All of them pushed to restrain governmental regulation, advocated for markets to produce the most “efficient” results and to deliver prosperity. But floating currency exchange rates, cutting taxes and encouraging the unrestrained flow of trade across borders have had consequences far beyond short-term economic effect. The evisceration of the American industrial base, for example, is directly attributable to unrestrained market forces, as multinational corporations moved production facilities (and good jobs) overseas, decimating the very communities that had supported them for decades.

As Appelbaum notes, this wholly unrestrained form of globalism may have produced inexpensive goods that benefit Americans as consumers, but it wreaked savage consequences on those same citizens, who watched in dismay as entire industries disappeared, good jobs evaporated into thin air and a rapidly unfolding environmental catastrophe ensued.

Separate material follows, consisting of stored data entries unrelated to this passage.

//! # Relay Synchronization Engine
//!
//! Replays commands recorded on a source ledger's Command Log onto a
//! locally executed target environment.
//!
//! **Architecture:** Hexagonal (DDD + Ports/Adapters)
//!
//! ## Purpose
//!
//! Keep a local target environment consistent with the command history a
//! source ledger has finalized, and keep tracking it as the ledger grows:
//! - Historical backfill up to a confirmation horizon
//! - Live reconciliation tolerant of chain reorganizations
//! - Four-phase execution with pre-apply snapshots and rollback
//! - An idempotent on-target confirmation registry for safe resume
//!
//! ## Execution Guarantees
//!
//! | Guarantee | Mechanism |
//! |-----------|-----------|
//! | Each command applied at most once | Registry skip-check before apply |
//! | Source order preserved | Strictly sequential execution |
//! | Reorg recovery | Snapshot per command, revert on removal |
//! | Crash resume | Cursor derived from last confirmed command |
//!
//! ## Module Structure
//!
//! ```text
//! relay-engine/
//! ├── domain/          # Command, outcomes, snapshot table, errors
//! ├── algorithms/      # Payload decoding, backfill math, chain tracking
//! ├── ports/           # RelayApi, LedgerClient, ExecutionSandbox, registry
//! ├── adapters/        # JSON-RPC ledger, local sandbox, in-memory registry
//! └── application/     # Four-phase executor, relay coordinator
//! ```

#![warn(missing_docs)]
#![warn(clippy::all)]

pub mod adapters;
pub mod algorithms;
pub mod application;
pub mod config;
pub mod domain;
pub mod ports;

// Re-exports
pub use adapters::{
    InMemoryRegistry, JsonRpcLedger, LocalSandbox, SimulatedLedger, REGISTRY_ADDRESS,
};
pub use algorithms::{
    batch_entries, capped_to_block, command_from_log, decode_batch, decode_relay_call,
    encode_relay_call, BackfillReport, ChainDelta, ChainTracker, TrackedBlock,
};
pub use application::{CommandExecutor, RelayService};
pub use config::RelayConfig;
pub use domain::{
    invariant_ascending_order, invariant_window_bounded, Address,
    BlockHash, BlockNumber, BlockRef, CallData, Command, ConfirmationOutcome, ExecutionOutcome,
    LedgerTransaction, LogEntry, RelayError, SnapshotId, SnapshotTable, Timestamp, TxId,
    TxRequest, CONFIRMATION_DEPTH, DECODE_BATCH_SIZE, DEFAULT_GAS_LIMIT, POLL_INTERVAL_SECS,
    REJECTED_SENTINEL, RETAINED_WINDOW,
};
pub use ports::{
    CommandLog, ConfirmationRegistry, ExecutionSandbox, LedgerClient, MockLedger, MockRegistry,
    MockSandbox, RelayApi, RelayStatus,
};

/// Crate version
pub const VERSION: &str = env!("CARGO_PKG_VERSION");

Inequality, too, has dramatically risen. Compare the economies of the U.S. and France. While the growth of the American economy easily outstripped the growth of the French economy overall in the 20th century, the picture is different if you exclude just the top 1% of households in both countries: for the rest of the 99% of households, income growth in France was much faster than in the United States. As Appelbaum notes, “almost everyone in France prospered more than almost everyone in the United States.”


Appelbaum’s writing brings refreshing clarity to monetary policy, floating currency exchange rates and modern international trade — complicated topics all. But it’s precisely that complexity that makes politicians, and the public more generally, susceptible to the confident (but often ill-considered) prescriptions of the modern-policy-making Chicago school economists. This book will do little to convince the economists, of course, but provides a refreshing tonic for the rest of us.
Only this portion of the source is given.